▶ [What the exercise asks]: Please report every line in the material below where the word "VarintScheme" is found.

▶ [Provided data]:
......

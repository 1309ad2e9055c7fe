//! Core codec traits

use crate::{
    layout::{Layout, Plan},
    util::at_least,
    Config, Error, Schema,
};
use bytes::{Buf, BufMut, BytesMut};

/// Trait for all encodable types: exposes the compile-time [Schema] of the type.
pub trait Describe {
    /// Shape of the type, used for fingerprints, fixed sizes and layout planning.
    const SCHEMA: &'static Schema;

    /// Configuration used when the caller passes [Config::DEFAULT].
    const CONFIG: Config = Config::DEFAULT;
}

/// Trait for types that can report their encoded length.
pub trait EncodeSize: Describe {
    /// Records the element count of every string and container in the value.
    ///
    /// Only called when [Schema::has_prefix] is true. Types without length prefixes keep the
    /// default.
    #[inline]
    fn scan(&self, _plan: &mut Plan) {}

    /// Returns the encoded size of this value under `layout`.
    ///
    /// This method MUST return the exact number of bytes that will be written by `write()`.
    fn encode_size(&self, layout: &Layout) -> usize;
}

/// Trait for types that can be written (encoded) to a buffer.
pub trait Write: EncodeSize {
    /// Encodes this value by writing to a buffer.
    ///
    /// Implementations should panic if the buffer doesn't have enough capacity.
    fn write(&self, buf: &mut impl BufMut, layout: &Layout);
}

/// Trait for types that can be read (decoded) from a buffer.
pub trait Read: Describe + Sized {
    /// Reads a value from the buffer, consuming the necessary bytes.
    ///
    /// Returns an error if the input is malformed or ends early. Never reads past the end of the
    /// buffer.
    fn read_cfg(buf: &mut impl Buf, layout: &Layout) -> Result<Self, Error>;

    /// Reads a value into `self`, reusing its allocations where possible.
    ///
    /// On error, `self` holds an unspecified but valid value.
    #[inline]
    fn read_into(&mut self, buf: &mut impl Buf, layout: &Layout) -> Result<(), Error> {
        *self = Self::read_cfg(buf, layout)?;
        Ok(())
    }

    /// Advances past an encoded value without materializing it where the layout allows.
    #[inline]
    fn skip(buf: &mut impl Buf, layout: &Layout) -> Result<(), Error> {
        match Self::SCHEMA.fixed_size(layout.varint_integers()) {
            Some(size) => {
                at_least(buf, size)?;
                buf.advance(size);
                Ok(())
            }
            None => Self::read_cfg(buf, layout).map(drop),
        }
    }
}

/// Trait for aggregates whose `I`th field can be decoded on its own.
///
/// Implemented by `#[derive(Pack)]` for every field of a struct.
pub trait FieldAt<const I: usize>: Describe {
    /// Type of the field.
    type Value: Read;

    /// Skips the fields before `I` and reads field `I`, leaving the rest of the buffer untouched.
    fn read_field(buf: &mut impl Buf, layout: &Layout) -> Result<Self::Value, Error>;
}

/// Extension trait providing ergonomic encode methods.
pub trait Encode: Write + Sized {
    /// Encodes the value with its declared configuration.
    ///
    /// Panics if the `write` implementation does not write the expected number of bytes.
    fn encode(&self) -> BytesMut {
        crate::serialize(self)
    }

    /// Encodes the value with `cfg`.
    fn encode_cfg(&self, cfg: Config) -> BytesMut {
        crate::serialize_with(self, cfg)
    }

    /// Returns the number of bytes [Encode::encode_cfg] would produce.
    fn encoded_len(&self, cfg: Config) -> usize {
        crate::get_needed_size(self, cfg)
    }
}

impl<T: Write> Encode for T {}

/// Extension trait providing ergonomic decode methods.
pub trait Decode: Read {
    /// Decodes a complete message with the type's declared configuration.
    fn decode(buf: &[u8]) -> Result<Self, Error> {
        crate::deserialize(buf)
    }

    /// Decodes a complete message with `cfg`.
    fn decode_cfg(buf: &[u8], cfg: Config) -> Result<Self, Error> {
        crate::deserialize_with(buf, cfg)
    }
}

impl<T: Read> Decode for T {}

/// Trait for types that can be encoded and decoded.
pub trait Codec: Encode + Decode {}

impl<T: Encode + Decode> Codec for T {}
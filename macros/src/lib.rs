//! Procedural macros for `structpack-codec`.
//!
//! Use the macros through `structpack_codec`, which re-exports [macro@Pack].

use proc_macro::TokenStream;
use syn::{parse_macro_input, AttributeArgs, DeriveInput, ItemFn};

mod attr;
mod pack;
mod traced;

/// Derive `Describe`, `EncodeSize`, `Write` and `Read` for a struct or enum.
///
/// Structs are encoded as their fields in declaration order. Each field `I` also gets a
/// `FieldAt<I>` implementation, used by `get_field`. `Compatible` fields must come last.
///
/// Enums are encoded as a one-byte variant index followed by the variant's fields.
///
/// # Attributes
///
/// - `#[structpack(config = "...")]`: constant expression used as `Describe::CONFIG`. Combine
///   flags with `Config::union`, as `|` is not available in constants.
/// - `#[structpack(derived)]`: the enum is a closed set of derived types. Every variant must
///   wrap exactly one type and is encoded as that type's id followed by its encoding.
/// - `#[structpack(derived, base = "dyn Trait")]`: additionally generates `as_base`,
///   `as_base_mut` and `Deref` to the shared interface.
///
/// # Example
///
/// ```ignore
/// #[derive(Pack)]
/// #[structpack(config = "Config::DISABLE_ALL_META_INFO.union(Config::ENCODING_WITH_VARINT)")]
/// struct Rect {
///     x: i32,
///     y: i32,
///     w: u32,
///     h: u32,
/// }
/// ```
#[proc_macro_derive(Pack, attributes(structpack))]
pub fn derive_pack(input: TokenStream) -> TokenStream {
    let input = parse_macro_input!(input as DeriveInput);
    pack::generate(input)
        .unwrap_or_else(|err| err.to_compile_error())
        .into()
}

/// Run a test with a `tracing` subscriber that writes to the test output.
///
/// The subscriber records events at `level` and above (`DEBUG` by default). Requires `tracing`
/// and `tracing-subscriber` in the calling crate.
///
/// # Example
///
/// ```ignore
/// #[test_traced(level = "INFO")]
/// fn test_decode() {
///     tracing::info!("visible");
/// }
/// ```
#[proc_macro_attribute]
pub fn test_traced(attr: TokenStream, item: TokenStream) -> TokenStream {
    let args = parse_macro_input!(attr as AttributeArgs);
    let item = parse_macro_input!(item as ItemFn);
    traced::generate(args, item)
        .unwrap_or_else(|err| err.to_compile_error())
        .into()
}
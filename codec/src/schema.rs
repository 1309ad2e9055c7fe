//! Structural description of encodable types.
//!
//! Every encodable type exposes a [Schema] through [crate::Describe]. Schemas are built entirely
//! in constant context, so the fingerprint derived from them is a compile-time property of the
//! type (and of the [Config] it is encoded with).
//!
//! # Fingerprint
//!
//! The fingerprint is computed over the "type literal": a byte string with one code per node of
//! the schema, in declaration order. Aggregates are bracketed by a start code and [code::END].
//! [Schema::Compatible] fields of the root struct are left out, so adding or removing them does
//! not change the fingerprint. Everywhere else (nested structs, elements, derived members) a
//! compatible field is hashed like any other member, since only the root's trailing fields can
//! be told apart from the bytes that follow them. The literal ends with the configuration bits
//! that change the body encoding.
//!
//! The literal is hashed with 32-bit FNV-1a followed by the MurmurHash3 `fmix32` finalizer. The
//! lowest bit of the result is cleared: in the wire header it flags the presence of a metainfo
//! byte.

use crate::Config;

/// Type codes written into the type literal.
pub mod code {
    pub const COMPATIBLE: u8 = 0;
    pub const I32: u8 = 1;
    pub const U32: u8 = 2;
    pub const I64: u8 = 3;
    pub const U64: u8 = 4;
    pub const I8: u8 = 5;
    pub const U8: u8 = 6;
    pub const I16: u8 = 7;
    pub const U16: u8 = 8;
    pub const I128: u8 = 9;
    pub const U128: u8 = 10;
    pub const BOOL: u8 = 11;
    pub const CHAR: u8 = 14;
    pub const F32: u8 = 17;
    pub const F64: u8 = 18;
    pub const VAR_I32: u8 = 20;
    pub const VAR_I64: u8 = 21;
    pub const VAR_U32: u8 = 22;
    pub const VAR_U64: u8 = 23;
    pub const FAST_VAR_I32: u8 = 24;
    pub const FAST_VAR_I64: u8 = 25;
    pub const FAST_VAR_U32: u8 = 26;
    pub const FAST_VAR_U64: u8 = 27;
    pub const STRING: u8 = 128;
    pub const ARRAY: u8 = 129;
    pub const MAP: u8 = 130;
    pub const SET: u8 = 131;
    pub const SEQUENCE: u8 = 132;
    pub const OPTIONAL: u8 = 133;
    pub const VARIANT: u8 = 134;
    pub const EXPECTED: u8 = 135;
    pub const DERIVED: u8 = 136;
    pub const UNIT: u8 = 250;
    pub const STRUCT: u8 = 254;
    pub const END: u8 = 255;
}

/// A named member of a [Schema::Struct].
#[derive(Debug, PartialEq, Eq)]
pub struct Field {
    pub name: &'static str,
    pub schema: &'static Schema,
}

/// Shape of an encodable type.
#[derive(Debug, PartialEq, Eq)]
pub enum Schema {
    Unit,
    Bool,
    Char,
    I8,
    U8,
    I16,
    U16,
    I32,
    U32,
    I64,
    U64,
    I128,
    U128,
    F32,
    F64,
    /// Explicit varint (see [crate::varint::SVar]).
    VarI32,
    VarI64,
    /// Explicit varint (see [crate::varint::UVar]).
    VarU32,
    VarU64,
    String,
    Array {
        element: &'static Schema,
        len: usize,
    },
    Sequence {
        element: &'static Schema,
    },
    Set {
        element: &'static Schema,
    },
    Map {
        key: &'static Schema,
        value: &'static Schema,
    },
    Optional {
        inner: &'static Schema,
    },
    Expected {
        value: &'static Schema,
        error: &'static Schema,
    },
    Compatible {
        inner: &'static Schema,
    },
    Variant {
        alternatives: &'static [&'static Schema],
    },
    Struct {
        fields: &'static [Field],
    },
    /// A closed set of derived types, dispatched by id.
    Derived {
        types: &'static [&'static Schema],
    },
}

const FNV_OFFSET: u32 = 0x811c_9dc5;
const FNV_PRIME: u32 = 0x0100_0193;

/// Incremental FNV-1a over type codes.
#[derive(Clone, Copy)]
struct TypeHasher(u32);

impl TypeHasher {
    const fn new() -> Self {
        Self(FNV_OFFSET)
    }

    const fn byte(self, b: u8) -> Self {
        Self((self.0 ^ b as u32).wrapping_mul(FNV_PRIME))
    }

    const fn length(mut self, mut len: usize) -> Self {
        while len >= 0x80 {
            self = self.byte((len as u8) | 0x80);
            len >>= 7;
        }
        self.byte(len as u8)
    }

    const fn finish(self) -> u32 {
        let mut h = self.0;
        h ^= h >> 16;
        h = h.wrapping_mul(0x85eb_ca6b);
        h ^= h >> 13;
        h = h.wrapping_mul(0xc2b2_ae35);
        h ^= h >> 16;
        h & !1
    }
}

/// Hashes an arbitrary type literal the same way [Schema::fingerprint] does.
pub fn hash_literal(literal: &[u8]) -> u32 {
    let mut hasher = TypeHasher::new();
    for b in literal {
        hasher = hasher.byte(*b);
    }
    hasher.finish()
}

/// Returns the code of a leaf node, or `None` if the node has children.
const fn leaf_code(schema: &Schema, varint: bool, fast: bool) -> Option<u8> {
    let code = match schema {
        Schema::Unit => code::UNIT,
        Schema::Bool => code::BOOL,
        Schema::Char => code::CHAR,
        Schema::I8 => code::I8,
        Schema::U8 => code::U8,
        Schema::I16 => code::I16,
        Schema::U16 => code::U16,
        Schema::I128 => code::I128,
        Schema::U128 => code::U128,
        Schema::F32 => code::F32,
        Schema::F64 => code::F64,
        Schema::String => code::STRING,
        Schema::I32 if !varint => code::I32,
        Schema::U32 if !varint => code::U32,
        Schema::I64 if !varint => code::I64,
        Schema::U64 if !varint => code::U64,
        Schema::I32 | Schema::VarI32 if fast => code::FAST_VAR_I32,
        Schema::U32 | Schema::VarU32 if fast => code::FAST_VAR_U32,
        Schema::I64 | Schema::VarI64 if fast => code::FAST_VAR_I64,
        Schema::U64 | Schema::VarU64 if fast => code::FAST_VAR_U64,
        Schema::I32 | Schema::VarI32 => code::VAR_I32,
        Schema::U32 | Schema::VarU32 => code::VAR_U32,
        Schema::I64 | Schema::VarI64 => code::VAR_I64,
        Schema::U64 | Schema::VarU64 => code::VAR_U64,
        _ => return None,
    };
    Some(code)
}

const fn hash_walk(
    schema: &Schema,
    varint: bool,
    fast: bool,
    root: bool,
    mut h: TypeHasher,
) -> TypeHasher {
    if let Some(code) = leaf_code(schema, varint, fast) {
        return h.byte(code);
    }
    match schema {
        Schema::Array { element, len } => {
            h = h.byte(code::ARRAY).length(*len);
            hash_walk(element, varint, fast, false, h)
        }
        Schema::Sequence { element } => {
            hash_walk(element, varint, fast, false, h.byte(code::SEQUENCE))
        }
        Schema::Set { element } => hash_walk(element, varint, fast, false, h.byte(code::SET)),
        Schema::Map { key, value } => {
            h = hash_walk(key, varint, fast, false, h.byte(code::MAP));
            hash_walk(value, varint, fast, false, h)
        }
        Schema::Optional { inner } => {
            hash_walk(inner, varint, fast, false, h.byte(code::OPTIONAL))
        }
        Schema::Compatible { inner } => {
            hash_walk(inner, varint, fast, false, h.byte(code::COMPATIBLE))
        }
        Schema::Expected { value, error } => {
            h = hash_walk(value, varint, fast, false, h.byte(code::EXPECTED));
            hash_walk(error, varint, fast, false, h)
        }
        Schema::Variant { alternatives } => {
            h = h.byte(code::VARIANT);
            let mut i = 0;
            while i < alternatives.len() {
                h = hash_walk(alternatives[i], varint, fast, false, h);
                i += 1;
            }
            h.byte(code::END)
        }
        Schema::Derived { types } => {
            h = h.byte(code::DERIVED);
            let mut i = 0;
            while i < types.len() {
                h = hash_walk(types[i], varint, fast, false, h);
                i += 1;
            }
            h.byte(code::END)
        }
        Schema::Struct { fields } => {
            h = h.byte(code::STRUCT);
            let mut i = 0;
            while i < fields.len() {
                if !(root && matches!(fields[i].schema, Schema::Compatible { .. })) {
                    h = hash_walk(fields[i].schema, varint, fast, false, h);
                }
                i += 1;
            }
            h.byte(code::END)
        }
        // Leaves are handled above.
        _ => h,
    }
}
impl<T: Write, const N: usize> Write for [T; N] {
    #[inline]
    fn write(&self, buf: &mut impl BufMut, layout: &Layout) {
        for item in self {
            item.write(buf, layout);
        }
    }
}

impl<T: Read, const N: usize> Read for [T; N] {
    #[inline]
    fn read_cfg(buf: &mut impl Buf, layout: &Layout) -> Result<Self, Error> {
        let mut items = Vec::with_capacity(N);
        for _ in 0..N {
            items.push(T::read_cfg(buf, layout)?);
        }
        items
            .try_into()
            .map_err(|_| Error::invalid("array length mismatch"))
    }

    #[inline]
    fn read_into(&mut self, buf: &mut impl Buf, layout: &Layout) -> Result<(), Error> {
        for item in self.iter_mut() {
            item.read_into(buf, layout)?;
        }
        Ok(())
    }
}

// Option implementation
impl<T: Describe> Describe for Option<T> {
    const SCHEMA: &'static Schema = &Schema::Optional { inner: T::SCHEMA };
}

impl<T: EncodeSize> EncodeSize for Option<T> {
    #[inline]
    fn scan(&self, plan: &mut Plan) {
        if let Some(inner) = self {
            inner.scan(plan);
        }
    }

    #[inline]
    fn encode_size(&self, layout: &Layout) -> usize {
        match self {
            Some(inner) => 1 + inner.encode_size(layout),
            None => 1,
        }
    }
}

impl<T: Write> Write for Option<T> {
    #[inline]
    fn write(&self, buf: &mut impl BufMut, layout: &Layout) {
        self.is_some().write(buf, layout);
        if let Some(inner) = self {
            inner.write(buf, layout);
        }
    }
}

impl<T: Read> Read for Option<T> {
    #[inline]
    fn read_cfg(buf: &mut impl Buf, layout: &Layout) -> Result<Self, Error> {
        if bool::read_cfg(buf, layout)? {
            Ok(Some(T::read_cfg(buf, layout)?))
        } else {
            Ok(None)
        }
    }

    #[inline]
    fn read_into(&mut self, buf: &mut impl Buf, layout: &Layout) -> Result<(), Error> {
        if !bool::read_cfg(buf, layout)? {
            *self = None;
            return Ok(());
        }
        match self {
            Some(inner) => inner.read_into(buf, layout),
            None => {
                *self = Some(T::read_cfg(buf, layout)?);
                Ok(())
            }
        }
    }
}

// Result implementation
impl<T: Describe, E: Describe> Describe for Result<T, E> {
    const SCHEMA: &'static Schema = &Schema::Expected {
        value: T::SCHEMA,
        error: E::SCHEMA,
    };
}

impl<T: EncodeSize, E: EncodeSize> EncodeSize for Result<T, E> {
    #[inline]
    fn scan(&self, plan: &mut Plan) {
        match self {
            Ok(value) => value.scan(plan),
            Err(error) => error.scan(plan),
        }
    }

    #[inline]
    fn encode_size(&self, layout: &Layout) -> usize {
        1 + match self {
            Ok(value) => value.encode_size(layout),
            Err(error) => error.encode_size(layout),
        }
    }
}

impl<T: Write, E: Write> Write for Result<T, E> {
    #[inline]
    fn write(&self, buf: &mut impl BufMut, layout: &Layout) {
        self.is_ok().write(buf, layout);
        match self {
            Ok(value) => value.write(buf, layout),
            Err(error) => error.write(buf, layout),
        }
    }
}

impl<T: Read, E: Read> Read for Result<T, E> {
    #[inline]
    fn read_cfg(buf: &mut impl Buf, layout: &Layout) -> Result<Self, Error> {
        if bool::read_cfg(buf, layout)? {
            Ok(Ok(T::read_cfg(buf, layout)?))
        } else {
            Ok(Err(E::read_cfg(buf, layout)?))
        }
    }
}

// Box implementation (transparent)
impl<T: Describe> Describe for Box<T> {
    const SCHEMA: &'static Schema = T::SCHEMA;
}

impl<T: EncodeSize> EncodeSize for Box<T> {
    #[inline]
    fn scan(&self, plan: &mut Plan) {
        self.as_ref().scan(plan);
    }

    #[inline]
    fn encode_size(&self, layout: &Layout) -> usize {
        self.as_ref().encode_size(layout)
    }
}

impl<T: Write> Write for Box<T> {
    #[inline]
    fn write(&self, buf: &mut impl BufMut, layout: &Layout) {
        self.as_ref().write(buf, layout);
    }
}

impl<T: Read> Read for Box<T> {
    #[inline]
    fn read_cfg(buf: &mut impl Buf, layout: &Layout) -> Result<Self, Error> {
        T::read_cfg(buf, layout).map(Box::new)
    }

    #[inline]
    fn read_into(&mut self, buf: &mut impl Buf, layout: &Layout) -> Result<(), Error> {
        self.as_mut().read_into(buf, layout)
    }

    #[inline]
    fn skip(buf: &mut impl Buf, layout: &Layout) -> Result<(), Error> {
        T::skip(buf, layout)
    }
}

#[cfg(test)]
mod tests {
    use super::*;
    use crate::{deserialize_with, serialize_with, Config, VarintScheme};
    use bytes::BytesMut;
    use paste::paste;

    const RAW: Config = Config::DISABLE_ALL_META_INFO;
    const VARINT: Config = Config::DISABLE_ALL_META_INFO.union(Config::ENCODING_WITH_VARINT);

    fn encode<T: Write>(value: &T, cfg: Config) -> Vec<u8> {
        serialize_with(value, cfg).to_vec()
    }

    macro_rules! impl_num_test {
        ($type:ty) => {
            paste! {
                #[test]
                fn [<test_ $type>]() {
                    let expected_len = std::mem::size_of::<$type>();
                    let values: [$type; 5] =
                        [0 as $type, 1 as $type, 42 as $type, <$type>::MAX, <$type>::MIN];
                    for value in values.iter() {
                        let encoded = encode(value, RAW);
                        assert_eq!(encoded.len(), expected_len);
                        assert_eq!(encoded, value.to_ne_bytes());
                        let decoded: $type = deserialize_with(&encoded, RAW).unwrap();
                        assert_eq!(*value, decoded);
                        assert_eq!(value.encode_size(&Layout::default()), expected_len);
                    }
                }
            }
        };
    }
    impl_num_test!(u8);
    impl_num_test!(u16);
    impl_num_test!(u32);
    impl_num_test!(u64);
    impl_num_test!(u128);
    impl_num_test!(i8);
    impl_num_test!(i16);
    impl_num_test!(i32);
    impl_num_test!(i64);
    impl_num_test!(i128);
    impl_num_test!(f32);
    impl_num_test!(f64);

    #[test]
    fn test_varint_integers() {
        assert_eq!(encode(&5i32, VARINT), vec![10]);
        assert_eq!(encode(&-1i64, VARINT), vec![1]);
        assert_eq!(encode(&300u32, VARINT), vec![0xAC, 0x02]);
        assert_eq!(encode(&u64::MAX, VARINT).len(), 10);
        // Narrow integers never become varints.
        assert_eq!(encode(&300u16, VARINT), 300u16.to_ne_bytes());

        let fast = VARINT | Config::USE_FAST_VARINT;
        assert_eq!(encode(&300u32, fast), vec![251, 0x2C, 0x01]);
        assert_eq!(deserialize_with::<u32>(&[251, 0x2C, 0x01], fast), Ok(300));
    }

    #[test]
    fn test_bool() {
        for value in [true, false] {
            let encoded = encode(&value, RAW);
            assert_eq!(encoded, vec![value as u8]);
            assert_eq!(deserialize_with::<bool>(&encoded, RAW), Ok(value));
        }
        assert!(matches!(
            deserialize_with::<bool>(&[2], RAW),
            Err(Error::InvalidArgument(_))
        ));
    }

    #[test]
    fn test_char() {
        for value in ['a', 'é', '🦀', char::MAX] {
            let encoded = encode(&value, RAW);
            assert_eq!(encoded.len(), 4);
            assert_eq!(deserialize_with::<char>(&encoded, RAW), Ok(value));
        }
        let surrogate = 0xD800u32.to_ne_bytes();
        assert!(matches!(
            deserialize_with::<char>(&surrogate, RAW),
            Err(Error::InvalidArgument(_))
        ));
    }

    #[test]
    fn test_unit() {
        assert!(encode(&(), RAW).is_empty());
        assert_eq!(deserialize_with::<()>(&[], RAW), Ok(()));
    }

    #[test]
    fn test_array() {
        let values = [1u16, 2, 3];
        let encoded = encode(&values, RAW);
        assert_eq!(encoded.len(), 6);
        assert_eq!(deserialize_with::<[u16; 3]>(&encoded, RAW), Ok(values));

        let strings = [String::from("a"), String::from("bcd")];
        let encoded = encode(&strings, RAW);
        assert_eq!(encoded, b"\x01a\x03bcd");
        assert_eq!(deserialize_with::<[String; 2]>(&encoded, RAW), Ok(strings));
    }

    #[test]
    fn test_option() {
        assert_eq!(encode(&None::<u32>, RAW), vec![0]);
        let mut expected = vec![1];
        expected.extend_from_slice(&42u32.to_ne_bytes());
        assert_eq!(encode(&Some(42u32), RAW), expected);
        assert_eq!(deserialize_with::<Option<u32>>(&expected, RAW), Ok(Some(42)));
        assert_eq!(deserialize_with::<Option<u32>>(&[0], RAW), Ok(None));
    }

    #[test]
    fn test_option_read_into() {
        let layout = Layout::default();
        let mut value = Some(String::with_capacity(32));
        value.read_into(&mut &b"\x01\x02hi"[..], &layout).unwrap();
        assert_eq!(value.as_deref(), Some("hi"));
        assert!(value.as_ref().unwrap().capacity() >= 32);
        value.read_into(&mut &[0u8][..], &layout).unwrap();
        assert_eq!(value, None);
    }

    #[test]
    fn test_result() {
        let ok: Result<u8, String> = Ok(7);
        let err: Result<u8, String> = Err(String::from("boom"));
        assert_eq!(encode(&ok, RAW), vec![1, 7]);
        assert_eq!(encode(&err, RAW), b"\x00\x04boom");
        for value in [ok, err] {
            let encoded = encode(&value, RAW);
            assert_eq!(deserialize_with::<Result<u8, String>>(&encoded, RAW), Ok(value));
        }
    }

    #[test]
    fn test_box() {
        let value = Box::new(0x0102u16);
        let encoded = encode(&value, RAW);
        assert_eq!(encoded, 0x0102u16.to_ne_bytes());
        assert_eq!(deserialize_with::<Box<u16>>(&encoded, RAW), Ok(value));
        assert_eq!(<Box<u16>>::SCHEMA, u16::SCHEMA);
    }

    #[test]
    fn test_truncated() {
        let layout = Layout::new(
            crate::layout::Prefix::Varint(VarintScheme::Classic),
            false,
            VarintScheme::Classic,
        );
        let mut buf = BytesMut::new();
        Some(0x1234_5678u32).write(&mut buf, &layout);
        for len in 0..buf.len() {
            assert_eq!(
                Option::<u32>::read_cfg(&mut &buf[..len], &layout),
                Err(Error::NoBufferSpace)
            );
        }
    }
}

......

▶ [Answer below]:
    use crate::{deserialize_with, serialize_with, Config, VarintScheme};
            crate::layout::Prefix::Varint(VarintScheme::Classic),
            VarintScheme::Classic,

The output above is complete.